#### Instructions to follow
As the answer, give every line of the records that includes the word "RetryFailed".

(Collected data)
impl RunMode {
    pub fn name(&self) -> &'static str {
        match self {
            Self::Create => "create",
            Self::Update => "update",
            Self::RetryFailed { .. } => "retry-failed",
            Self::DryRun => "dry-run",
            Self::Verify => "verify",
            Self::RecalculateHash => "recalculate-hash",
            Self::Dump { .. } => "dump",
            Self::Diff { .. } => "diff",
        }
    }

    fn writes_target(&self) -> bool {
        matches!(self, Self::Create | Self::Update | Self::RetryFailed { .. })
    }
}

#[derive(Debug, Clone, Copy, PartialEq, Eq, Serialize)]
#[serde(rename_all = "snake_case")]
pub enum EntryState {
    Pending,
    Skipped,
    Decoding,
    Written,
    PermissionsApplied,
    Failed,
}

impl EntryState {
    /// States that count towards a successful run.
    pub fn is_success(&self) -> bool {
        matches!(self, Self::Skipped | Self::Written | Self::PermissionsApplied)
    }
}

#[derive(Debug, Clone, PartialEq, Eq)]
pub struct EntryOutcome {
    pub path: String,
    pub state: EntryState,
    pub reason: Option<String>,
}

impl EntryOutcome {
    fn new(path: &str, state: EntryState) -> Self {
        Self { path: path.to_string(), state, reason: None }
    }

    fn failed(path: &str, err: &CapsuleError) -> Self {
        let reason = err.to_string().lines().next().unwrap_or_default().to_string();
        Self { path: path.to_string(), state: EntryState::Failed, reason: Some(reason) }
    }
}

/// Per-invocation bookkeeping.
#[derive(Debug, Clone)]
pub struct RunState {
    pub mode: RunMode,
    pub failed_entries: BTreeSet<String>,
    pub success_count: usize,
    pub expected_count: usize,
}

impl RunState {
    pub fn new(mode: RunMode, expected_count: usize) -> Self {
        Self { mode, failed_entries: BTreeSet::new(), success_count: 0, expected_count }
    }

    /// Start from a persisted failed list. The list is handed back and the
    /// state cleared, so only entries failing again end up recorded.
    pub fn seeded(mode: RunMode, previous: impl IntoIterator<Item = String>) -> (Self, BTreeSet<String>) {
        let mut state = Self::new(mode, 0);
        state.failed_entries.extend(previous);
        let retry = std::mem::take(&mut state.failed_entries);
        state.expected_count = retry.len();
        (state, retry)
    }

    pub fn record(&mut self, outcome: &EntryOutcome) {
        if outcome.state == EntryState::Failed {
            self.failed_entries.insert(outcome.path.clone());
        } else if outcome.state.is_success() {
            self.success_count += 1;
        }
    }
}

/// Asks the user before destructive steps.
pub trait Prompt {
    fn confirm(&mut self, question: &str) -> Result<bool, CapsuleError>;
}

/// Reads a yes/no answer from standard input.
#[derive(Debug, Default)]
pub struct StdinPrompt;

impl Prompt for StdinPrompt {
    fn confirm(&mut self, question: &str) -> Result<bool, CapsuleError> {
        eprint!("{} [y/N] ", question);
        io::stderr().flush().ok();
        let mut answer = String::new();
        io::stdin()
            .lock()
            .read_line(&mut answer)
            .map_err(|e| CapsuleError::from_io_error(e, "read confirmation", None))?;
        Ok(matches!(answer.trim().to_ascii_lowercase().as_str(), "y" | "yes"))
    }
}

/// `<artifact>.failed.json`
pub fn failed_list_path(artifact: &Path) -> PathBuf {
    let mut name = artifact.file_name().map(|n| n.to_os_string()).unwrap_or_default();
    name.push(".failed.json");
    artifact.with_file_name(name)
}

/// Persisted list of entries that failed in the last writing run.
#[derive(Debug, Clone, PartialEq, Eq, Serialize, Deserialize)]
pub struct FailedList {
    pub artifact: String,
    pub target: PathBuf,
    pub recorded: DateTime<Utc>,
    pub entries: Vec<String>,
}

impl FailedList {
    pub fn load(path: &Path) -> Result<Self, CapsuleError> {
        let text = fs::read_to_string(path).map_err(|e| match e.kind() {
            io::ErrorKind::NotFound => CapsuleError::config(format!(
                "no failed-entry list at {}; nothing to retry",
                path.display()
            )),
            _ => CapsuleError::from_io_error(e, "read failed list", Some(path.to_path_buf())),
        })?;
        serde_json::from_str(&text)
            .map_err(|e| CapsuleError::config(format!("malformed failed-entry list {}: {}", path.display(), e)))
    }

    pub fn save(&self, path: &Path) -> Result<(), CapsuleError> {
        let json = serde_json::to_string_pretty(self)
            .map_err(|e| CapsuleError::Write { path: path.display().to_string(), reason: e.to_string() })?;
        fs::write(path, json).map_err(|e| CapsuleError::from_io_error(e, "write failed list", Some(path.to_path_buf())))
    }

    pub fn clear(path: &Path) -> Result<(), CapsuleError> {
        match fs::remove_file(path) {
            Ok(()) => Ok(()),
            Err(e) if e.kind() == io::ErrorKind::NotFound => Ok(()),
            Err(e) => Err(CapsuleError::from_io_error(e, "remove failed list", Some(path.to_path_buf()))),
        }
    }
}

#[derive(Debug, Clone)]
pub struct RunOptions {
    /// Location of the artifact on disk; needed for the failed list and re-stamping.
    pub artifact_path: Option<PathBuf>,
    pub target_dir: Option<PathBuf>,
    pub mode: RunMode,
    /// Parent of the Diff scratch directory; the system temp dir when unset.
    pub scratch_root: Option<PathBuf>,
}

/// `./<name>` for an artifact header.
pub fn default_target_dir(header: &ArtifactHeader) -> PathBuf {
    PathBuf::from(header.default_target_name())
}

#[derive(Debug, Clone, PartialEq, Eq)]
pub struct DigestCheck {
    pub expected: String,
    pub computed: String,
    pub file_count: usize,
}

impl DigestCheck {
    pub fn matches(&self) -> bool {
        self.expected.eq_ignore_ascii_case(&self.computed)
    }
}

#### Result of this exercise
            Self::RetryFailed { .. } => "retry-failed",
        matches!(self, Self::Create | Self::Update | Self::RetryFailed { .. })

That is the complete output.